Work item: All of the lines below should be printed again exactly as they are.

Data:
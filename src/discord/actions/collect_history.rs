// History collection: page backwards through the channel, render the
// messages to text + JSON exports, and either upload them or report where
// they were written.

use super::{markers, to_utc};
use crate::core::activity::ReactionSummary;
use crate::core::export::{
    history_json, history_text, sanitize_filename, HistoryRecord, UploadDecision,
};
use crate::discord::{Data, Error};
use crate::infra::export::WrittenFile;
use chrono::Utc;
use poise::serenity_prelude as serenity;
use serenity::{CreateAttachment, CreateEmbed, CreateMessage, GetMessages};
use std::time::Duration;

pub struct HistoryOutcome {
    pub message_count: usize,
    pub uploaded: usize,
    pub local_paths: Vec<String>,
}

/// Reaction-triggered entry point: owns the busy-guard and the status
/// markers on the triggering message.
pub async fn run_from_reaction(
    ctx: &serenity::Context,
    data: &Data,
    message: &serenity::Message,
) -> Result<(), Error> {
    let Some(_permit) = data.collection_guard.begin() else {
        message
            .reply(
                &ctx.http,
                "📋 A collection is already in progress. Please wait for it to finish.",
            )
            .await?;
        return Ok(());
    };

    markers::mark_processing(ctx, message, &data.config).await;
    match run(ctx, data, message.channel_id, message.guild_id).await {
        Ok(_) => {
            markers::mark_outcome(ctx, message, &data.config, true).await;
            Ok(())
        }
        Err(e) => {
            tracing::error!("history collection failed: {e}");
            let _ = message
                .reply(&ctx.http, format!("History collection failed: {e}"))
                .await;
            markers::mark_outcome(ctx, message, &data.config, false).await;
            Ok(())
        }
    }
}

/// The collection itself. Callers hold the busy-guard.
pub async fn run(
    ctx: &serenity::Context,
    data: &Data,
    channel_id: serenity::ChannelId,
    guild_id: Option<serenity::GuildId>,
) -> Result<HistoryOutcome, Error> {
    let channel_name = channel_id
        .name(&ctx)
        .await
        .unwrap_or_else(|_| format!("channel_{}", channel_id.get()));

    channel_id
        .say(
            &ctx.http,
            format!("📋 Collecting the history of **{channel_name}**... this can take a while."),
        )
        .await?;

    let limits = &data.config.limits;
    let mut collected: Vec<serenity::Message> = Vec::new();
    let mut before: Option<serenity::MessageId> = None;

    // The API hands out newest-first pages; walk backwards and flip at the
    // end so the export reads in arrival order.
    loop {
        let mut request = GetMessages::new().limit(limits.history_page_size);
        if let Some(cursor) = before {
            request = request.before(cursor);
        }
        let page = channel_id.messages(&ctx.http, request).await?;
        if page.is_empty() {
            break;
        }
        before = page.last().map(|m| m.id);
        let was_full_page = page.len() == limits.history_page_size as usize;
        collected.extend(page);

        if !was_full_page {
            break;
        }
        tracing::debug!("collected {} messages so far", collected.len());
        tokio::time::sleep(Duration::from_secs(limits.history_page_pause_secs)).await;
    }
    collected.reverse();

    let records: Vec<HistoryRecord> = collected
        .iter()
        .map(|m| HistoryRecord {
            message_id: m.id.get(),
            author_name: m.author.name.clone(),
            author_id: m.author.id.get(),
            content: m.content.clone(),
            timestamp: to_utc(m.timestamp),
            edited_at: m.edited_timestamp.map(to_utc),
            attachments: m.attachments.iter().map(|a| a.url.clone()).collect(),
            reactions: m
                .reactions
                .iter()
                .map(|r| ReactionSummary {
                    emoji: r.reaction_type.to_string(),
                    count: r.count,
                })
                .collect(),
        })
        .collect();

    if records.is_empty() {
        channel_id
            .say(&ctx.http, "No messages were found in this channel.")
            .await?;
        return Ok(HistoryOutcome {
            message_count: 0,
            uploaded: 0,
            local_paths: Vec::new(),
        });
    }

    let collected_at = Utc::now();
    let (guild_name, guild_id_num) = match guild_id {
        Some(gid) => (ctx.http.get_guild(gid).await?.name.clone(), gid.get()),
        None => ("direct".to_string(), 0),
    };

    let stamp = collected_at.format("%Y%m%d_%H%M%S");
    let base = sanitize_filename(&channel_name);
    let text_file = data.exports.write(
        &format!("{base}_history_{stamp}.txt"),
        history_text(&channel_name, collected_at, &records).as_bytes(),
    )?;
    let json_export = history_json(
        &guild_name,
        guild_id_num,
        &channel_name,
        channel_id.get(),
        collected_at,
        &records,
    );
    let json_file = data.exports.write(
        &format!("{base}_history_{stamp}.json"),
        serde_json::to_vec_pretty(&json_export)?.as_slice(),
    )?;

    let mut reply = CreateMessage::new();
    let mut uploaded = 0usize;
    let mut local_paths = Vec::new();
    for file in [&text_file, &json_file] {
        match UploadDecision::for_size(file.size_bytes, limits.upload_limit_bytes) {
            UploadDecision::Upload => {
                reply = reply.add_file(CreateAttachment::path(&file.path).await?);
                uploaded += 1;
            }
            UploadDecision::LocalPathOnly => {
                local_paths.push(file.path.display().to_string());
            }
        }
    }

    let embed = summary_embed(&channel_name, records.len(), &text_file, &json_file, &local_paths);
    channel_id
        .send_message(&ctx.http, reply.embed(embed))
        .await?;

    Ok(HistoryOutcome {
        message_count: records.len(),
        uploaded,
        local_paths,
    })
}

fn summary_embed(
    channel_name: &str,
    message_count: usize,
    text_file: &WrittenFile,
    json_file: &WrittenFile,
    local_paths: &[String],
) -> CreateEmbed {
    let mut embed = CreateEmbed::default()
        .title("📋 History collection complete")
        .description(format!("Collected the log of **{channel_name}**"))
        .color(serenity::Color::from_rgb(0, 255, 0))
        .field("Messages", format!("{message_count}"), true)
        .field(
            "Export size",
            format!(
                "{:.2} MB",
                (text_file.size_bytes + json_file.size_bytes) as f64 / (1024.0 * 1024.0)
            ),
            true,
        )
        .timestamp(serenity::Timestamp::now());

    if !local_paths.is_empty() {
        embed = embed.field(
            "⚠️ Too large to upload, saved locally",
            local_paths.join("\n"),
            false,
        );
    }

    embed
}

Result of the exercise:
filename src/discord/actions/collect_history.rs
// History collection: page backwards through the channel, render the
// messages to text + JSON exports, and either upload them or report where
// they were written.

use super::{markers, to_utc};
use crate::core::activity::ReactionSummary;
use crate::core::export::{
    history_json, history_text, sanitize_filename, HistoryRecord, UploadDecision,
};
use crate::discord::{Data, Error};
use crate::infra::export::WrittenFile;
use chrono::Utc;
use poise::serenity_prelude as serenity;
use serenity::{CreateAttachment, CreateEmbed, CreateMessage, GetMessages};
use std::time::Duration;

pub struct HistoryOutcome {
    pub message_count: usize,
    pub uploaded: usize,
    pub local_paths: Vec<String>,
}

/// Reaction-triggered entry point: owns the busy-guard and the status
/// markers on the triggering message.
pub async fn run_from_reaction(
    ctx: &serenity::Context,
    data: &Data,
    message: &serenity::Message,
) -> Result<(), Error> {
    let Some(_permit) = data.collection_guard.begin() else {
        message
            .reply(
                &ctx.http,
                "📋 A collection is already in progress. Please wait for it to finish.",
            )
            .await?;
        return Ok(());
    };

    markers::mark_processing(ctx, message, &data.config).await;
    match run(ctx, data, message.channel_id, message.guild_id).await {
        Ok(_) => {
            markers::mark_outcome(ctx, message, &data.config, true).await;
            Ok(())
        }
        Err(e) => {
            tracing::error!("history collection failed: {e}");
            let _ = message
                .reply(&ctx.http, format!("History collection failed: {e}"))
                .await;
            markers::mark_outcome(ctx, message, &data.config, false).await;
            Ok(())
        }
    }
}

/// The collection itself. Callers hold the busy-guard.
pub async fn run(
    ctx: &serenity::Context,
    data: &Data,
    channel_id: serenity::ChannelId,
    guild_id: Option<serenity::GuildId>,
) -> Result<HistoryOutcome, Error> {
    let channel_name = channel_id
        .name(&ctx)
        .await
        .unwrap_or_else(|_| format!("channel_{}", channel_id.get()));

    channel_id
        .say(
            &ctx.http,
            format!("📋 Collecting the history of **{channel_name}**... this can take a while."),
        )
        .await?;

    let limits = &data.config.limits;
    let mut collected: Vec<serenity::Message> = Vec::new();
    let mut before: Option<serenity::MessageId> = None;

    // The API hands out newest-first pages; walk backwards and flip at the
    // end so the export reads in arrival order.
    loop {
        let mut request = GetMessages::new().limit(limits.history_page_size);
        if let Some(cursor) = before {
            request = request.before(cursor);
        }
        let page = channel_id.messages(&ctx.http, request).await?;
        if page.is_empty() {
            break;
        }
        before = page.last().map(|m| m.id);
        let was_full_page = page.len() == limits.history_page_size as usize;
        collected.extend(page);

        if !was_full_page {
            break;
        }
        tracing::debug!("collected {} messages so far", collected.len());
        tokio::time::sleep(Duration::from_secs(limits.history_page_pause_secs)).await;
    }
    collected.reverse();

    let records: Vec<HistoryRecord> = collected
        .iter()
        .map(|m| HistoryRecord {
            message_id: m.id.get(),
            author_name: m.author.name.clone(),
            author_id: m.author.id.get(),
            content: m.content.clone(),
            timestamp: to_utc(m.timestamp),
            edited_at: m.edited_timestamp.map(to_utc),
            attachments: m.attachments.iter().map(|a| a.url.clone()).collect(),
            reactions: m
                .reactions
                .iter()
                .map(|r| ReactionSummary {
                    emoji: r.reaction_type.to_string(),
                    count: r.count,
                })
                .collect(),
        })
        .collect();

    if records.is_empty() {
        channel_id
            .say(&ctx.http, "No messages were found in this channel.")
            .await?;
        return Ok(HistoryOutcome {
            message_count: 0,
            uploaded: 0,
            local_paths: Vec::new(),
        });
    }

    let collected_at = Utc::now();
    let (guild_name, guild_id_num) = match guild_id {
        Some(gid) => (ctx.http.get_guild(gid).await?.name.clone(), gid.get()),
        None => ("direct".to_string(), 0),
    };

    let stamp = collected_at.format("%Y%m%d_%H%M%S");
    let base = sanitize_filename(&channel_name);
    let text_file = data.exports.write(
        &format!("{base}_history_{stamp}.txt"),
        history_text(&channel_name, collected_at, &records).as_bytes(),
    )?;
    let json_export = history_json(
        &guild_name,
        guild_id_num,
        &channel_name,
        channel_id.get(),
        collected_at,
        &records,
    );
    let json_file = data.exports.write(
        &format!("{base}_history_{stamp}.json"),
        serde_json::to_vec_pretty(&json_export)?.as_slice(),
    )?;

    let mut reply = CreateMessage::new();
    let mut uploaded = 0usize;
    let mut local_paths = Vec::new();
    for file in [&text_file, &json_file] {
        match UploadDecision::for_size(file.size_bytes, limits.upload_limit_bytes) {
            UploadDecision::Upload => {
                reply = reply.add_file(CreateAttachment::path(&file.path).await?);
                uploaded += 1;
            }
            UploadDecision::LocalPathOnly => {
                local_paths.push(file.path.display().to_string());
            }
        }
    }

    let embed = summary_embed(&channel_name, records.len(), &text_file, &json_file, &local_paths);
    channel_id
        .send_message(&ctx.http, reply.embed(embed))
        .await?;

    Ok(HistoryOutcome {
        message_count: records.len(),
        uploaded,
        local_paths,
    })
}

fn summary_embed(
    channel_name: &str,
    message_count: usize,
    text_file: &WrittenFile,
    json_file: &WrittenFile,
    local_paths: &[String],
) -> CreateEmbed {
    let mut embed = CreateEmbed::default()
        .title("📋 History collection complete")
        .description(format!("Collected the log of **{channel_name}**"))
        .color(serenity::Color::from_rgb(0, 255, 0))
        .field("Messages", format!("{message_count}"), true)
        .field(
            "Export size",
            format!(
                "{:.2} MB",
                (text_file.size_bytes + json_file.size_bytes) as f64 / (1024.0 * 1024.0)
            ),
            true,
        )
        .timestamp(serenity::Timestamp::now());

    if !local_paths.is_empty() {
        embed = embed.field(
            "⚠️ Too large to upload, saved locally",
            local_paths.join("\n"),
            false,
        );
    }

    embed
}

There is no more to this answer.